__Your objective__
Return, from the material below, each line in which the word "loop" is present.

Materials provided: Begin

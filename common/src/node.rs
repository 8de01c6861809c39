use pubsub::PubSub;

/// A Node is an entity that reacts to subscribed messages and publishes results of its own.
///
/// Unlike a UI-facing `Node`, this one does not draw anything: the estimator
/// runs headless, so the only lifecycle hooks are `update` (called once per event-loop tick)
/// and `terminate`.
pub trait Node {
    /// Allows the Node to consume any pending subscribed messages and publish new ones.
    /// Called once per tick of the event loop; must return promptly, since no other Node runs
    /// concurrently with it.
    fn update(&mut self) {}

    /// Called when the Node should terminate. Nothing to clean up for the pose estimator
    /// itself (no threads, no file handles), but kept for parity with nodes that do.
    fn terminate(&mut self) {}
}

pub trait NodeConfig {
    /// Constructs a new Node object. This should also subscribe or request permission to
    /// publish via the Publish/Subscribe mechanism.
    fn instantiate(&self, pubsub: &mut PubSub) -> Box<dyn Node>;
}
//! End-to-end scenarios driving [`PoseEstimatorFilter`] directly (no messaging transport): cold
//! start, stationary fusion, pure rotation, pure translation, and an out-of-frame landmark.
//!
//! Detections are built from the filter's own predicted boxes at a target pose rather than
//! fixed literal pixel values, so the scenarios stay correct under the exact camera intrinsics
//! used here instead of depending on numbers lifted from elsewhere.

use approx::assert_relative_eq;
use common::message::{BoundingBox2D, Detection, DetectionArray};
use common::robot::Odometry;
use filter::geometry::{world_theta_at, world_x_at, world_y_at, CELL_SIZE, GRID_THETA};
use filter::landmark::{LandmarkPrediction, LandmarkSet};
use filter::node::{FilterMode, PoseEstimatorFilter};
use std::f64::consts::PI;

fn detection_at(landmark: &LandmarkPrediction, iy: usize, ix: usize, it: usize) -> Detection {
    Detection {
        class_id: landmark.class_id.clone(),
        bbox: BoundingBox2D {
            cx: landmark.boxes.centre_u.get(iy, ix, it),
            cy: landmark.boxes.centre_v.get(iy, ix, it),
            w: landmark.boxes.width.get(iy, ix, it),
            h: landmark.boxes.height.get(iy, ix, it),
        },
    }
}

/// Scenario A: cold start, no detections ever received, a single odometry sample should be a
/// no-op (belief stays uniform, `last_odom` stays unset).
#[test]
fn scenario_a_cold_start_no_detections() {
    let mut filter = PoseEstimatorFilter::new(LandmarkSet::standard());
    let before = filter.belief().data().to_vec();
    filter.on_odometry(Odometry::new(0.0, 0.0, 0.0));
    assert_eq!(filter.belief().data(), before.as_slice());
}

/// Scenario B/C: cold start with a matching detection replants the belief on the observation;
/// a second, identical odometry sample is stationary and fuses `L_mot * L_obs`, after which the
/// MLE pose is unchanged and sharply peaked at the true pose.
#[test]
fn scenario_b_and_c_cold_start_then_stationary_fusion() {
    let landmarks = LandmarkSet::standard();
    let dog = &landmarks.landmarks[0];
    let (iy, ix, it) = (60, 55, 3);
    let detection = detection_at(dog, iy, ix, it);

    let mut filter = PoseEstimatorFilter::new(landmarks);
    filter.on_detections(DetectionArray {
        detections: vec![detection.clone()],
    });

    let pose = Odometry::new(world_x_at(ix), world_y_at(iy), world_theta_at(it));
    filter.on_odometry(pose);
    assert_relative_eq!(filter.belief().sum(), 1.0, epsilon = 1e-6);
    let true_value = filter.belief().get(iy, ix, it);
    let far_value = filter.belief().get(iy, ix.saturating_sub(20), it);
    assert!(
        true_value > far_value,
        "expected posterior at the true pose ({true_value}) to exceed a pose 20 cells away ({far_value})"
    );

    // stationary: same odometry again.
    filter.on_odometry(pose);
    assert_eq!(filter.mode(), FilterMode::Aligned);
    assert_relative_eq!(filter.belief().sum(), 1.0, epsilon = 1e-6);
    let true_value_after = filter.belief().get(iy, ix, it);
    let far_value_after = filter.belief().get(iy, ix.saturating_sub(20), it);
    assert!(
        true_value_after > far_value_after,
        "expected posterior at the true pose ({true_value_after}) to still exceed a pose 20 cells away ({far_value_after}) after stationary fusion"
    );
}

/// Scenario D: a pure yaw change of pi/2 after settling should be flagged as moving and shift
/// the belief's yaw peak by a quarter turn (`Theta / 4` cells).
#[test]
fn scenario_d_pure_rotation_shifts_yaw_by_quarter_turn() {
    let landmarks = LandmarkSet::standard();
    let dog = &landmarks.landmarks[0];
    let (iy, ix, it) = (60, 55, 0);
    let detection = detection_at(dog, iy, ix, it);

    let mut filter = PoseEstimatorFilter::new(landmarks);
    filter.on_detections(DetectionArray {
        detections: vec![detection],
    });
    let start = Odometry::new(world_x_at(ix), world_y_at(iy), world_theta_at(it));
    filter.on_odometry(start);
    filter.on_odometry(start);
    assert_eq!(filter.mode(), FilterMode::Aligned);

    let rotated = Odometry::new(start.position.x, start.position.y, start.yaw + PI / 2.0);
    filter.on_odometry(rotated);
    assert_eq!(filter.mode(), FilterMode::Fresh);

    let (_, _, mle_it) = filter.belief().argmax();
    let expected_it = (it + GRID_THETA / 4) % GRID_THETA;
    assert_eq!(mle_it, expected_it);
}

/// Scenario E: a pure forward translation after settling should be flagged as moving and shift
/// the belief along the body-forward axis by the expected number of cells.
#[test]
fn scenario_e_pure_translation_shifts_along_heading() {
    let landmarks = LandmarkSet::standard();
    let dog = &landmarks.landmarks[0];
    let (iy, ix, it) = (60, 40, 0);
    let detection = detection_at(dog, iy, ix, it);

    let mut filter = PoseEstimatorFilter::new(landmarks);
    filter.on_detections(DetectionArray {
        detections: vec![detection],
    });
    let start = Odometry::new(world_x_at(ix), world_y_at(iy), world_theta_at(it));
    filter.on_odometry(start);
    filter.on_odometry(start);
    assert_eq!(filter.mode(), FilterMode::Aligned);

    let step = 0.1;
    let moved = Odometry::new(start.position.x + step, start.position.y, start.yaw);
    filter.on_odometry(moved);
    assert_eq!(filter.mode(), FilterMode::Fresh);

    let (_, mle_ix, _) = filter.belief().argmax();
    let expected_cells = (step / CELL_SIZE).round() as usize;
    assert_eq!(mle_ix, ix + expected_cells);
}

/// Scenario F: a detection whose class matches a real landmark but whose box sits far outside
/// any pose's predicted box (i.e. the landmark itself is out of frame) should saturate the
/// per-landmark box likelihood to the `PROB_RANDOM` baseline rather than collapsing onto a false
/// peak, matching `nav.py`'s out-of-bounds behaviour for a detection nothing in the grid can
/// plausibly explain.
#[test]
fn scenario_f_out_of_frame_detection_falls_back_to_random_baseline() {
    let landmarks = LandmarkSet::standard();
    let dog = &landmarks.landmarks[0];
    let out_of_frame = Detection {
        class_id: dog.class_id.clone(),
        bbox: BoundingBox2D {
            cx: 1000.0,
            cy: 1000.0,
            w: 10.0,
            h: 10.0,
        },
    };

    let mut filter = PoseEstimatorFilter::new(landmarks);
    filter.on_detections(DetectionArray {
        detections: vec![out_of_frame],
    });
    filter.on_odometry(Odometry::new(0.0, 0.0, 0.0));

    assert_relative_eq!(filter.belief().sum(), 1.0, epsilon = 1e-6);
    let max = filter.belief().data().iter().copied().fold(f64::MIN, f64::max);
    let min = filter.belief().data().iter().copied().fold(f64::MAX, f64::min);
    // no pose's predicted box is anywhere near (1000, 1000), so the detection's box likelihood
    // saturates to the PROB_RANDOM baseline everywhere and the posterior tracks only the "all
    // landmarks absent" subset weight, which varies smoothly with detectability rather than
    // spiking on a false peak.
    assert!(max / min < 5.0, "expected a near-flat posterior, got max/min = {}", max / min);
}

Materials provided: End

__Written solution__
/// runs headless, so the only lifecycle hooks are `update` (called once per event-loop tick)
    /// Called once per tick of the event loop; must return promptly, since no other Node runs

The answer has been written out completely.